Loretta met Anna and Sam the day she saved Sam’s life.

Anna and Sam were old. She was 80 and he was 89. Loretta would see Anna from time to time when she went to swim at her neighbor Elaine’s pool. One day she stopped by as the two women were convincing the old guy to take a swim. He finally got in, was dog-paddling along with a big grin on his face when he had a seizure. The other two women were in the shallow end and didn’t notice. Loretta jumped in, shoes and all, pulled him to the steps and up out of the pool. He didn’t need resuscitation but he was disoriented and frightened. He had some medicine to take, for epilepsy, and they helped him dry off and dress. They all sat around for a while until they were sure he was fine and could walk to their house, just down the block. Anna and Sam kept thanking Loretta for saving his life, and insisted that she go to lunch at their house the next day.
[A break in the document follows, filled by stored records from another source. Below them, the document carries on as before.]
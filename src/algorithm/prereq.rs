// Extracción de códigos de curso desde el texto libre de prerequisitos y
// normalización de códigos (sufijos de sección/laboratorio).

use regex::Regex;
use std::sync::LazyLock;

// Tres mayúsculas, un espacio, cuatro dígitos: "COP 3503". El sufijo de letra
// que pueda seguir a los dígitos queda fuera del match.
static COURSE_CODE_RE: LazyLock<Regex> = LazyLock::new(|| {
    Regex::new(r"[A-Z]{3}\s[0-9]{4}").unwrap_or_else(|e| panic!("invalid course code pattern: {e}"))
});

/// Devuelve los códigos de curso embebidos en `text`, en orden de aparición
/// y sin solaparse. Texto que no contiene códigos produce una lista vacía.
pub fn extract_course_codes(text: &str) -> Vec<&str> {
    COURSE_CODE_RE.find_iter(text).map(|m| m.as_str()).collect()
}

/// Código canónico: mayúsculas, sin espacios y sin la cola de letras de
/// sección ("COP 3503C" -> "COP3503"). Letras iniciales o intermedias y
/// dígitos finales se conservan.
pub fn normalize_code(raw: &str) -> String {
    let compact: String = raw
        .chars()
        .filter(|c| !c.is_whitespace())
        .map(|c| c.to_ascii_uppercase())
        .collect();
    compact.trim_end_matches(|c: char| c.is_ascii_uppercase()).to_string()
}

/// Identificador de nodo para el grafo: prefijo de departamento, separador
/// y el resto del código canónico ("COP3503" -> "COP\n3503").
pub fn display_id(canonical: &str, separator: &str) -> String {
    match canonical.char_indices().nth(3) {
        Some((split, _)) => format!("{}{}{}", &canonical[..split], separator, &canonical[split..]),
        None => canonical.to_string(),
    }
}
It happened that she wasn’t working for the next few days. She had taken three days off without pay because she had a lot of things that needed doing. Lunch with them would mean going all the way back to Berkeley from the city, and not finishing everything in one day, as she had planned.

She often felt helpless in situations like this. The kind where you say to yourself, Gosh, it’s the least I can do, they are so nice. If you don’t do it you feel guilty and if you do you feel like a wimp.

Hours later, exhausted, she would drive home to her house in Oakland, saying to herself that she couldn’t keep on doing this.

She stopped being in a bad mood the minute she was inside their apartment. It was sunny and open, like an old house in Mexico, where they had lived most of their lives. Anna had been an archaeologist and Sam an engineer. They had worked together every day at Teotihuacan and other sites. Their apartment was filled with fine pottery and photographs, a wonderful library. Downstairs, in the backyard was a large vegetable garden, many fruit trees, berries. Loretta was amazed that the two birdlike, frail people did all the work themselves. Both of them used canes, and walked with much difficulty.

Lunch was toasted cheese sandwiches, chayote soup, and a salad from their garden. Anna and Sam prepared the lunch together, set the table and served the lunch together.

They had done everything together for 50 years. Like twins, they each echoed the other or finished sentences the other had started. Lunch passed pleasantly as they told her, in stereo, some of their experiences working on the pyramid in Mexico, and about other excavations they had worked on. Loretta was impressed by these two old people, by their shared love of music and gardening, by their enjoyment of each other. She was amazed at how involved they were in local and national politics, going to marches and protests, writing congressmen and editors, making phone calls. They read three or four papers every day, read novels or history to each other at night.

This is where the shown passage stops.